The judge said Banner was within its right to fence off the field but “it is seriously to be doubted that the residents' association appreciated that its nomination of the field would have such a consequence”.

“The issue here is a straightforward one of statutory construction,” the judge said.

“The words ‘actual use’ in section 88 of the 2011 Act are on their face, unambiguous, and if construed literally, are plainly apt to cover the use (the actual use, dare I say it) that the local community made of the field, before it was fenced off.

“Instead [Banner] relies…on the presumption that the law should serve the public interest and the in bonam partem doctrine, a principle of construction that presumes against the construction of a statutory provision so as to reward an unlawful action with a benefit, unless a contrary Parliamentary intention is revealed.”

She said that if this was correct “any taint of unlawfulness, no matter how trivial or technical, in the use of the asset in question would mean that it could not be listed under the scheme as an asset of community value.
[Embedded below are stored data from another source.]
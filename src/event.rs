//! Events stored in the engine's queue.
//!
//! An event names a person, the progression milestone it would move them to, and how it came
//! about. Events raised by the disease progression or by seeding are *authoritative*: the
//! transition has already been decided and only the state-machine guards apply. Events raised
//! by a kernel are *candidates* and are checked again against the live state when popped.
use std::fmt::{self, Display};
use std::str::FromStr;

use serde::{Deserialize, Serialize};

use crate::error::EpiError;
use crate::kernels::KernelType;
use crate::parameters::EpidemicStatus;
use crate::population::PersonId;

/// The progression milestone an event moves its subject to.
#[derive(Copy, Clone, Debug, PartialEq, Eq, Hash, Serialize, Deserialize, strum::Display)]
#[serde(rename_all = "snake_case")]
#[strum(serialize_all = "snake_case")]
pub enum Milestone {
    /// Pre-exposure marker: the subject contracts the disease.
    Exposure,
    InfectiousOnset,
    /// Symptoms send the subject home.
    Symptomatic,
    Hospitalization,
}

/// What raised an event.
#[derive(Copy, Clone, Debug, PartialEq, Eq, Hash, PartialOrd, Ord)]
pub enum Mechanism {
    Kernel(KernelType),
    DiseaseProgression,
    InitialConditions,
    ImportIntensity,
}

impl Display for Mechanism {
    fn fmt(&self, f: &mut fmt::Formatter<'_>) -> fmt::Result {
        match self {
            Mechanism::Kernel(kernel) => write!(f, "{kernel}"),
            Mechanism::DiseaseProgression => write!(f, "disease_progression"),
            Mechanism::InitialConditions => write!(f, "initial_conditions"),
            Mechanism::ImportIntensity => write!(f, "import_intensity"),
        }
    }
}

impl FromStr for Mechanism {
    type Err = EpiError;

    fn from_str(s: &str) -> Result<Self, Self::Err> {
        match s {
            "disease_progression" => Ok(Mechanism::DiseaseProgression),
            "initial_conditions" => Ok(Mechanism::InitialConditions),
            "import_intensity" => Ok(Mechanism::ImportIntensity),
            kernel => kernel
                .parse::<KernelType>()
                .map(Mechanism::Kernel)
                .map_err(|_| EpiError::InvalidParameter(format!("unknown mechanism {s}"))),
        }
    }
}

// Written as a single name so logs and reports show `household`, not `{"kernel": ...}`.
impl Serialize for Mechanism {
    fn serialize<S>(&self, serializer: S) -> Result<S::Ok, S::Error>
    where
        S: serde::Serializer,
    {
        serializer.collect_str(self)
    }
}

impl<'de> Deserialize<'de> for Mechanism {
    fn deserialize<D>(deserializer: D) -> Result<Self, D::Error>
    where
        D: serde::Deserializer<'de>,
    {
        let name = String::deserialize(deserializer)?;
        name.parse().map_err(serde::de::Error::custom)
    }
}

#[derive(Copy, Clone, Debug, PartialEq, Serialize, Deserialize)]
pub struct Event {
    pub time: f64,
    pub person_id: PersonId,
    pub milestone: Milestone,
    pub initiated_by: Option<PersonId>,
    pub initiated_through: Mechanism,
    /// Simulation time at which the event was created
    pub issued_time: f64,
    pub epidemic_status: EpidemicStatus,
}

impl Event {
    /// A kernel-proposed exposure that has to be revalidated when it is popped.
    #[must_use]
    pub fn is_candidate(&self) -> bool {
        self.initiated_by.is_some() && self.initiated_through != Mechanism::DiseaseProgression
    }

    /// Seeded from outside the population: initial conditions or an import.
    #[must_use]
    pub fn is_seeded(&self) -> bool {
        self.initiated_by.is_none() && self.initiated_through != Mechanism::DiseaseProgression
    }
}

#[cfg(test)]
mod tests {
    use super::*;

    fn event(initiated_by: Option<PersonId>, initiated_through: Mechanism) -> Event {
        Event {
            time: 1.0,
            person_id: PersonId(0),
            milestone: Milestone::Exposure,
            initiated_by,
            initiated_through,
            issued_time: 0.0,
            epidemic_status: EpidemicStatus::NotDetected,
        }
    }

    #[test]
    fn classification() {
        let candidate = event(Some(PersonId(0)), Mechanism::Kernel(KernelType::Household));
        assert!(candidate.is_candidate());
        assert!(!candidate.is_seeded());

        let progression = event(Some(PersonId(0)), Mechanism::DiseaseProgression);
        assert!(!progression.is_candidate());
        assert!(!progression.is_seeded());

        let import = event(None, Mechanism::ImportIntensity);
        assert!(!import.is_candidate());
        assert!(import.is_seeded());
    }

    #[test]
    fn mechanism_names() {
        for mechanism in [
            Mechanism::Kernel(KernelType::Constant),
            Mechanism::Kernel(KernelType::Friendship),
            Mechanism::DiseaseProgression,
            Mechanism::InitialConditions,
            Mechanism::ImportIntensity,
        ] {
            let name = mechanism.to_string();
            assert_eq!(name.parse::<Mechanism>().unwrap(), mechanism);
        }
        assert_eq!(Mechanism::Kernel(KernelType::Household).to_string(), "household");
        assert!("telepathy".parse::<Mechanism>().is_err());
    }

    #[test]
    fn events_serialize_flat() {
        let event = event(Some(PersonId(4)), Mechanism::Kernel(KernelType::Household));
        let json = serde_json::to_value(event).unwrap();
        assert_eq!(json["initiated_through"], "household");
        assert_eq!(json["milestone"], "exposure");
        assert_eq!(json["initiated_by"], 4);
        let back: Event = serde_json::from_value(json).unwrap();
        assert_eq!(back, event);
    }
}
“I do not consider [Banner’s] argument is right however…it seems to me that whichever canon of statutory construction is adopted, the legislative intention is plainly that ‘actual use’, in this statutory context, should mean what it says.”

Lady Justice Sharp concluded that the Upper Tribunal did not err in its construction of "actual use" in section 88 of the 2011 Act, the council was entitled to list the field as an asset of community value and she would dismiss this appeal.

Lord Justice Davis said: "It has been an unfortunate consequence in this case that, by reason of the nomination, Banner Homes felt constrained, in order to protect its commercial interests as the land owner, to fence off the Field from the public footpaths.

"It would be a further unfortunate consequence if other land owners, perhaps holding land with a view to potential development in the future, likewise were to feel constrained to restrict public access to their land.

"That particular unfortunate result which has arisen in this particular case may prove to be an unintended consequence of the 2011 Act. But be that as it may, that can provide, of itself, no reason for departing from the clear statutory purpose behind, and the clear statutory language of, the 2011 Act."